A curta-metragem Luminita, do realizador André Marques, venceu o grande prémio do Festival Internacional de Curtas-Metragens, ao qual concorreram 92 filmes de diversos países, que terminou este sábado em Drama, na Grécia. Com este filme, a sua quarta curta-metragem, o setubalense conquistou um prémio monetário de quatro mil euros.

O filme, rodado na Roménia, aborda a história de dois irmãos que não comunicam há anos e se encontram no funeral da mãe, o que os leva a reaprender a lidar um com o outro e com o sentimento de perda. Luminita será exibida, entre outubro e novembro, nas cidades do Porto, Coimbra, Braga, Évora e Figueira da Foz, depois de ter estreado no verão em Setúbal e Lisboa.

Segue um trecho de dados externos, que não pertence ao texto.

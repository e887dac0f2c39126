//! Logistic unit configuration

use serde::{Deserialize, Serialize};
use std::path::Path;

use qlogit_fixed_point::DEFAULT_ALIGNMENT;

use crate::error::{ModelError, Result};

/// Activation used by [`LogisticUnit::infer_float`](crate::LogisticUnit::infer_float)
#[derive(Debug, Clone, Copy, Default, PartialEq, Eq, Serialize, Deserialize)]
#[serde(rename_all = "lowercase")]
pub enum Activation {
    /// `1 / (1 + e^-x)` evaluated in f32
    #[default]
    Exact,
    /// Saturating Q8.8 quantize, then the sigmoid table
    Table,
}

/// Logistic unit configuration
#[derive(Debug, Clone, Serialize, Deserialize)]
pub struct LogisticConfig {
    /// Number of input features (weight vector length)
    pub feature_count: usize,

    /// SGD learning rate
    #[serde(default = "default_learning_rate")]
    pub learning_rate: f32,

    /// Decision threshold applied to the predicted probability
    #[serde(default = "default_threshold")]
    pub threshold: f32,

    /// Byte alignment of weight and scratch buffers
    #[serde(default = "default_alignment")]
    pub alignment: usize,

    /// Activation for float inference
    #[serde(default)]
    pub activation: Activation,

    /// Seed for weight initialisation; drawn from entropy when absent
    #[serde(default)]
    pub seed: Option<u64>,
}

fn default_learning_rate() -> f32 { 0.001 }
fn default_threshold() -> f32 { 0.5 }
fn default_alignment() -> usize { DEFAULT_ALIGNMENT }

impl LogisticConfig {
    /// Config with default hyperparameters for `feature_count` inputs
    pub fn new(feature_count: usize) -> Self {
        Self {
            feature_count,
            learning_rate: default_learning_rate(),
            threshold: default_threshold(),
            alignment: default_alignment(),
            activation: Activation::default(),
            seed: None,
        }
    }

    pub fn with_learning_rate(mut self, learning_rate: f32) -> Self {
        self.learning_rate = learning_rate;
        self
    }

    pub fn with_threshold(mut self, threshold: f32) -> Self {
        self.threshold = threshold;
        self
    }

    pub fn with_activation(mut self, activation: Activation) -> Self {
        self.activation = activation;
        self
    }

    pub fn with_seed(mut self, seed: u64) -> Self {
        self.seed = Some(seed);
        self
    }

    /// Load config from a JSON file
    pub fn from_json_file<P: AsRef<Path>>(path: P) -> Result<Self> {
        let content = std::fs::read_to_string(path)?;
        let config: Self = serde_json::from_str(&content)?;
        Ok(config)
    }

    /// Validate configuration
    pub fn validate(&self) -> Result<()> {
        if self.feature_count == 0 {
            return Err(ModelError::Config("feature_count must be positive".into()));
        }
        if !self.learning_rate.is_finite() || self.learning_rate <= 0.0 {
            return Err(ModelError::Config(format!(
                "learning_rate ({}) must be finite and positive",
                self.learning_rate
            )));
        }
        if !(0.0..=1.0).contains(&self.threshold) {
            return Err(ModelError::Config(format!(
                "threshold ({}) must lie in [0, 1]",
                self.threshold
            )));
        }
        if !self.alignment.is_power_of_two() || self.alignment < DEFAULT_ALIGNMENT {
            return Err(ModelError::Config(format!(
                "alignment ({}) must be a power of two no smaller than {}",
                self.alignment, DEFAULT_ALIGNMENT
            )));
        }
        Ok(())
    }
}

#[cfg(test)]
mod tests {
    use super::*;
    use std::io::Write;

    #[test]
    fn test_default_config() {
        let config = LogisticConfig::new(64);
        assert_eq!(config.feature_count, 64);
        assert_eq!(config.learning_rate, 0.001);
        assert_eq!(config.threshold, 0.5);
        assert_eq!(config.alignment, 32);
        assert_eq!(config.activation, Activation::Exact);
        config.validate().unwrap();
    }

    #[test]
    fn test_json_defaults() {
        let config: LogisticConfig =
            serde_json::from_str(r#"{ "feature_count": 16, "activation": "table" }"#).unwrap();
        assert_eq!(config.feature_count, 16);
        assert_eq!(config.activation, Activation::Table);
        assert_eq!(config.learning_rate, 0.001);
        assert_eq!(config.seed, None);
    }

    #[test]
    fn test_from_json_file() {
        let mut file = tempfile::NamedTempFile::new().unwrap();
        write!(
            file,
            r#"{{ "feature_count": 8, "learning_rate": 0.05, "threshold": 0.7, "seed": 42 }}"#
        )
        .unwrap();

        let config = LogisticConfig::from_json_file(file.path()).unwrap();
        assert_eq!(config.feature_count, 8);
        assert_eq!(config.learning_rate, 0.05);
        assert_eq!(config.threshold, 0.7);
        assert_eq!(config.seed, Some(42));
    }

    #[test]
    fn test_from_missing_file() {
        assert!(matches!(
            LogisticConfig::from_json_file("/nonexistent/qlogit.json"),
            Err(ModelError::Io(_))
        ));
    }

    #[test]
    fn test_validate_rejects_bad_values() {
        assert!(LogisticConfig::new(0).validate().is_err());
        assert!(LogisticConfig::new(4).with_learning_rate(0.0).validate().is_err());
        assert!(LogisticConfig::new(4).with_learning_rate(f32::NAN).validate().is_err());
        assert!(LogisticConfig::new(4).with_threshold(1.5).validate().is_err());

        let mut config = LogisticConfig::new(4);
        config.alignment = 48;
        assert!(matches!(config.validate(), Err(ModelError::Config(_))));
        config.alignment = 16;
        assert!(config.validate().is_err());
        config.alignment = 64;
        config.validate().unwrap();
    }
}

“É um excelente filme sobre uma realidade que não podemos evitar. Numa história com uma atmosfera realista, somos levados para a zona difícil e íntima de nos despedirmos, a zona que desperta os nossos sentimentos mais profundos. O filme apresenta uma excelente execução técnica a todos os níveis, incluindo realização, representação, fotografia e música, e um argumento com um simbolismo poderoso”, sustentou o júri oficial na cerimónia de entrega de prémios.

A curta-metragem do setubalense André Marques é candidata ao prémio Sophia de melhor curta-metragem de ficção, da Academia Portuguesa de Cinema, cuja cerimónia realiza-se no próximo dia 8 no Centro Cultural de Belém e soma cinco prémios: o “Prémio do Público” no Curtas Vila do Conde, os prémios “Especial do Júri” e “Melhor Guião” no Festival Internacional de Cinema de Gijón, em Espanha, a “Menção Honrosa do Júri” no Festival de Cinema Luso-Brasileiro, em Santa Maria da Feira, e o “Prémio de Melhor Caracterização” do Fic Bueu, em Espanha.

André Marques, nascido em Setúbal em 1984, é autor das curtas-metragens de ficção João e o Cão, O Lago, Schogetten O avô e prepara atualmente a sua primeira longa-metragem de ficção, intitulada O Bêbado.